Assigned task: Retype the entire listing, keeping every word as it is.

Given entries:

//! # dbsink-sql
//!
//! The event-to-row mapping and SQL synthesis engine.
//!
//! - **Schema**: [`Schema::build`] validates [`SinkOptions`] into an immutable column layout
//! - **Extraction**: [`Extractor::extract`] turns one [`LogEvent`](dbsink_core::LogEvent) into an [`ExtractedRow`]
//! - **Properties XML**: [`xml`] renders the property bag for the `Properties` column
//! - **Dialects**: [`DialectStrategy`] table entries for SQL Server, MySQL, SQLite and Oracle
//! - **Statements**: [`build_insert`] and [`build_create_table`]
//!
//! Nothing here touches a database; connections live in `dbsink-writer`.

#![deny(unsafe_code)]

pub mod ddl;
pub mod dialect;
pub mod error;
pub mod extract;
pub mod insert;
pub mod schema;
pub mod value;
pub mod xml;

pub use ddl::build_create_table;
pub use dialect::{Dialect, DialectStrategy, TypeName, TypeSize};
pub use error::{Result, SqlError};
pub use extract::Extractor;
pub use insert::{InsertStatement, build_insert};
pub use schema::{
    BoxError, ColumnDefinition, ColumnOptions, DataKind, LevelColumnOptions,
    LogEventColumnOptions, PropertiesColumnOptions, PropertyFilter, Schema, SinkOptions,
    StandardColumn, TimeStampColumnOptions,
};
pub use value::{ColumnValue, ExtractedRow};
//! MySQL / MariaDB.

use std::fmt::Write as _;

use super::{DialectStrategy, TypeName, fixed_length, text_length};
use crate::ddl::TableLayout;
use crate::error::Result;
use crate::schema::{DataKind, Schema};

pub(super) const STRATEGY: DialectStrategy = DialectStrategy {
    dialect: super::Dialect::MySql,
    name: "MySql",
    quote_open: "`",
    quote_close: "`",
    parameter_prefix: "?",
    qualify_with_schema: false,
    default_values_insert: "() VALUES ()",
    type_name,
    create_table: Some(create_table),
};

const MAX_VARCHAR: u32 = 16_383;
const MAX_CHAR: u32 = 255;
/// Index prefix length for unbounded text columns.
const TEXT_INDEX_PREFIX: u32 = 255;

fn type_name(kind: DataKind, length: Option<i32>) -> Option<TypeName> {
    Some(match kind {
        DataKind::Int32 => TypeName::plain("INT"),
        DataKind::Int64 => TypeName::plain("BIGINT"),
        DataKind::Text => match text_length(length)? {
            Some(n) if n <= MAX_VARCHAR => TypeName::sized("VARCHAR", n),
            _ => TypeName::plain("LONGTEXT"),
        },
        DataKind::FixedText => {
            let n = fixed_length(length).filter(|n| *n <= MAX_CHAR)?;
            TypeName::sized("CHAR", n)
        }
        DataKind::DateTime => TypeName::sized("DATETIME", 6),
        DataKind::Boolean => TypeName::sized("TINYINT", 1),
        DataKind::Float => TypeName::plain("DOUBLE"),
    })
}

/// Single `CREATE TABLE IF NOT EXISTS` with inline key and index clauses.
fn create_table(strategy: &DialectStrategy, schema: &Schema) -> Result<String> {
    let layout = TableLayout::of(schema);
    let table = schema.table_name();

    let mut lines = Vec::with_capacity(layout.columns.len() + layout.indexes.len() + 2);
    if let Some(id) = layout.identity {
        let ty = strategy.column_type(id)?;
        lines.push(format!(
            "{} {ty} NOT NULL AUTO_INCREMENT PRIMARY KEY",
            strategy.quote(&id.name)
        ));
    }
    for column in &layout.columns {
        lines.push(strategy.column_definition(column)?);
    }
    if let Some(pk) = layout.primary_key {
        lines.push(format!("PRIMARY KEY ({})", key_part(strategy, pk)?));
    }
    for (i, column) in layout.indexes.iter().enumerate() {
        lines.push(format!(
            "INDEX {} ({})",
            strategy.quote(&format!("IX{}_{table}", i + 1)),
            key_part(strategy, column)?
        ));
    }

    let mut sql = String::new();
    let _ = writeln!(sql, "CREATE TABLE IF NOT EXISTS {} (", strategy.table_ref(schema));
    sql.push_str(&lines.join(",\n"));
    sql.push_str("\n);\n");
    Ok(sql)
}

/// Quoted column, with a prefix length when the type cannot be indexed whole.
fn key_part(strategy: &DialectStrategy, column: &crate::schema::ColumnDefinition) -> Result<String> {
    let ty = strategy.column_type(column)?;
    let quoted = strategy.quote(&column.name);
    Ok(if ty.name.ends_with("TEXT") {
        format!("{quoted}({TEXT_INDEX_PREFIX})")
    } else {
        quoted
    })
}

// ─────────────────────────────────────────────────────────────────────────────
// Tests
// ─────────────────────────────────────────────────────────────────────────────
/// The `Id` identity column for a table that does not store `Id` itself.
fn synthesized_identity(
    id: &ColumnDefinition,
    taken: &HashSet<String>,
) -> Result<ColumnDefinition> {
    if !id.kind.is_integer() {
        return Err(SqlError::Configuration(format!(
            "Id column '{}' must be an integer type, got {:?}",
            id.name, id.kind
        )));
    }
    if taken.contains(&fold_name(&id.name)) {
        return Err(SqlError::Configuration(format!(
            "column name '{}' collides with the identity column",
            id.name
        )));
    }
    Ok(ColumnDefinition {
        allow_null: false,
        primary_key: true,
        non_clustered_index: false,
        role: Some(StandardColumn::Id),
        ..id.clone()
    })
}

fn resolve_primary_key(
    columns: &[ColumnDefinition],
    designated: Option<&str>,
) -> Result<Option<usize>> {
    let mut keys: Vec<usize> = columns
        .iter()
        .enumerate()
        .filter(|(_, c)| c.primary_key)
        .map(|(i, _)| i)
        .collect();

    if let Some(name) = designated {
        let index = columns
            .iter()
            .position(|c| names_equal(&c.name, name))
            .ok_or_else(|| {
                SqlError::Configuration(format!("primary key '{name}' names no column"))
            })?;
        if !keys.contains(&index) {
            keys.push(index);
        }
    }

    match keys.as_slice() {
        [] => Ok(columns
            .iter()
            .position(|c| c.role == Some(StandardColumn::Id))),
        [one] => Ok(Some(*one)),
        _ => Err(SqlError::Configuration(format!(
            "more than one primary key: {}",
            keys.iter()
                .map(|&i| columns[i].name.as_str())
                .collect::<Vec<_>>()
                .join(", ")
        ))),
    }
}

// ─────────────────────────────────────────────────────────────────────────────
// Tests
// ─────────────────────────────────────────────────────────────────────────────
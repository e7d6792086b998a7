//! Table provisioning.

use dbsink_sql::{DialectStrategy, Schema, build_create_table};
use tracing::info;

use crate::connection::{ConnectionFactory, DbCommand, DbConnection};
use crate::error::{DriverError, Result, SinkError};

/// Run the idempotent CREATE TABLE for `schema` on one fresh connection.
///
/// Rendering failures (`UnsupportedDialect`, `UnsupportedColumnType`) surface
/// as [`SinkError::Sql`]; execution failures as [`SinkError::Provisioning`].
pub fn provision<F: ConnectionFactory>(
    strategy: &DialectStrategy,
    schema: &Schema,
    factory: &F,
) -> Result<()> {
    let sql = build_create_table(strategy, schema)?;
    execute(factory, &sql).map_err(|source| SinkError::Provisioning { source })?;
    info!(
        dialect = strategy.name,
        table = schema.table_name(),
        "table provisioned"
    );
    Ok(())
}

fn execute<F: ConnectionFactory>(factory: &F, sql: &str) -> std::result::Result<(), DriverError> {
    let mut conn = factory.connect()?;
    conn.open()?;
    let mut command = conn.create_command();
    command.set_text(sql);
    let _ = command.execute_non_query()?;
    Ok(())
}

Task output:
//! # dbsink-sql
//!
//! The event-to-row mapping and SQL synthesis engine.
//!
//! - **Schema**: [`Schema::build`] validates [`SinkOptions`] into an immutable column layout
//! - **Extraction**: [`Extractor::extract`] turns one [`LogEvent`](dbsink_core::LogEvent) into an [`ExtractedRow`]
//! - **Properties XML**: [`xml`] renders the property bag for the `Properties` column
//! - **Dialects**: [`DialectStrategy`] table entries for SQL Server, MySQL, SQLite and Oracle
//! - **Statements**: [`build_insert`] and [`build_create_table`]
//!
//! Nothing here touches a database; connections live in `dbsink-writer`.

#![deny(unsafe_code)]

pub mod ddl;
pub mod dialect;
pub mod error;
pub mod extract;
pub mod insert;
pub mod schema;
pub mod value;
pub mod xml;

pub use ddl::build_create_table;
pub use dialect::{Dialect, DialectStrategy, TypeName, TypeSize};
pub use error::{Result, SqlError};
pub use extract::Extractor;
pub use insert::{InsertStatement, build_insert};
pub use schema::{
    BoxError, ColumnDefinition, ColumnOptions, DataKind, LevelColumnOptions,
    LogEventColumnOptions, PropertiesColumnOptions, PropertyFilter, Schema, SinkOptions,
    StandardColumn, TimeStampColumnOptions,
};
pub use value::{ColumnValue, ExtractedRow};
//! MySQL / MariaDB.

use std::fmt::Write as _;

use super::{DialectStrategy, TypeName, fixed_length, text_length};
use crate::ddl::TableLayout;
use crate::error::Result;
use crate::schema::{DataKind, Schema};

pub(super) const STRATEGY: DialectStrategy = DialectStrategy {
    dialect: super::Dialect::MySql,
    name: "MySql",
    quote_open: "`",
    quote_close: "`",
    parameter_prefix: "?",
    qualify_with_schema: false,
    default_values_insert: "() VALUES ()",
    type_name,
    create_table: Some(create_table),
};

const MAX_VARCHAR: u32 = 16_383;
const MAX_CHAR: u32 = 255;
/// Index prefix length for unbounded text columns.
const TEXT_INDEX_PREFIX: u32 = 255;

fn type_name(kind: DataKind, length: Option<i32>) -> Option<TypeName> {
    Some(match kind {
        DataKind::Int32 => TypeName::plain("INT"),
        DataKind::Int64 => TypeName::plain("BIGINT"),
        DataKind::Text => match text_length(length)? {
            Some(n) if n <= MAX_VARCHAR => TypeName::sized("VARCHAR", n),
            _ => TypeName::plain("LONGTEXT"),
        },
        DataKind::FixedText => {
            let n = fixed_length(length).filter(|n| *n <= MAX_CHAR)?;
            TypeName::sized("CHAR", n)
        }
        DataKind::DateTime => TypeName::sized("DATETIME", 6),
        DataKind::Boolean => TypeName::sized("TINYINT", 1),
        DataKind::Float => TypeName::plain("DOUBLE"),
    })
}

/// Single `CREATE TABLE IF NOT EXISTS` with inline key and index clauses.
fn create_table(strategy: &DialectStrategy, schema: &Schema) -> Result<String> {
    let layout = TableLayout::of(schema);
    let table = schema.table_name();

    let mut lines = Vec::with_capacity(layout.columns.len() + layout.indexes.len() + 2);
    if let Some(id) = layout.identity {
        let ty = strategy.column_type(id)?;
        lines.push(format!(
            "{} {ty} NOT NULL AUTO_INCREMENT PRIMARY KEY",
            strategy.quote(&id.name)
        ));
    }
    for column in &layout.columns {
        lines.push(strategy.column_definition(column)?);
    }
    if let Some(pk) = layout.primary_key {
        lines.push(format!("PRIMARY KEY ({})", key_part(strategy, pk)?));
    }
    for (i, column) in layout.indexes.iter().enumerate() {
        lines.push(format!(
            "INDEX {} ({})",
            strategy.quote(&format!("IX{}_{table}", i + 1)),
            key_part(strategy, column)?
        ));
    }

    let mut sql = String::new();
    let _ = writeln!(sql, "CREATE TABLE IF NOT EXISTS {} (", strategy.table_ref(schema));
    sql.push_str(&lines.join(",\n"));
    sql.push_str("\n);\n");
    Ok(sql)
}

/// Quoted column, with a prefix length when the type cannot be indexed whole.
fn key_part(strategy: &DialectStrategy, column: &crate::schema::ColumnDefinition) -> Result<String> {
    let ty = strategy.column_type(column)?;
    let quoted = strategy.quote(&column.name);
    Ok(if ty.name.ends_with("TEXT") {
        format!("{quoted}({TEXT_INDEX_PREFIX})")
    } else {
        quoted
    })
}

// ─────────────────────────────────────────────────────────────────────────────
// Tests
// ─────────────────────────────────────────────────────────────────────────────
/// The `Id` identity column for a table that does not store `Id` itself.
fn synthesized_identity(
    id: &ColumnDefinition,
    taken: &HashSet<String>,
) -> Result<ColumnDefinition> {
    if !id.kind.is_integer() {
        return Err(SqlError::Configuration(format!(
            "Id column '{}' must be an integer type, got {:?}",
            id.name, id.kind
        )));
    }
    if taken.contains(&fold_name(&id.name)) {
        return Err(SqlError::Configuration(format!(
            "column name '{}' collides with the identity column",
            id.name
        )));
    }
    Ok(ColumnDefinition {
        allow_null: false,
        primary_key: true,
        non_clustered_index: false,
        role: Some(StandardColumn::Id),
        ..id.clone()
    })
}

fn resolve_primary_key(
    columns: &[ColumnDefinition],
    designated: Option<&str>,
) -> Result<Option<usize>> {
    let mut keys: Vec<usize> = columns
        .iter()
        .enumerate()
        .filter(|(_, c)| c.primary_key)
        .map(|(i, _)| i)
        .collect();

    if let Some(name) = designated {
        let index = columns
            .iter()
            .position(|c| names_equal(&c.name, name))
            .ok_or_else(|| {
                SqlError::Configuration(format!("primary key '{name}' names no column"))
            })?;
        if !keys.contains(&index) {
            keys.push(index);
        }
    }

    match keys.as_slice() {
        [] => Ok(columns
            .iter()
            .position(|c| c.role == Some(StandardColumn::Id))),
        [one] => Ok(Some(*one)),
        _ => Err(SqlError::Configuration(format!(
            "more than one primary key: {}",
            keys.iter()
                .map(|&i| columns[i].name.as_str())
                .collect::<Vec<_>>()
                .join(", ")
        ))),
    }
}

// ─────────────────────────────────────────────────────────────────────────────
// Tests
// ─────────────────────────────────────────────────────────────────────────────
repository e7d6792086b998a7
//! Table provisioning.

use dbsink_sql::{DialectStrategy, Schema, build_create_table};
use tracing::info;

use crate::connection::{ConnectionFactory, DbCommand, DbConnection};
use crate::error::{DriverError, Result, SinkError};

/// Run the idempotent CREATE TABLE for `schema` on one fresh connection.
///
/// Rendering failures (`UnsupportedDialect`, `UnsupportedColumnType`) surface
/// as [`SinkError::Sql`]; execution failures as [`SinkError::Provisioning`].
pub fn provision<F: ConnectionFactory>(
    strategy: &DialectStrategy,
    schema: &Schema,
    factory: &F,
) -> Result<()> {
    let sql = build_create_table(strategy, schema)?;
    execute(factory, &sql).map_err(|source| SinkError::Provisioning { source })?;
    info!(
        dialect = strategy.name,
        table = schema.table_name(),
        "table provisioned"
    );
    Ok(())
}

fn execute<F: ConnectionFactory>(factory: &F, sql: &str) -> std::result::Result<(), DriverError> {
    let mut conn = factory.connect()?;
    conn.open()?;
    let mut command = conn.create_command();
    command.set_text(sql);
    let _ = command.execute_non_query()?;
    Ok(())
}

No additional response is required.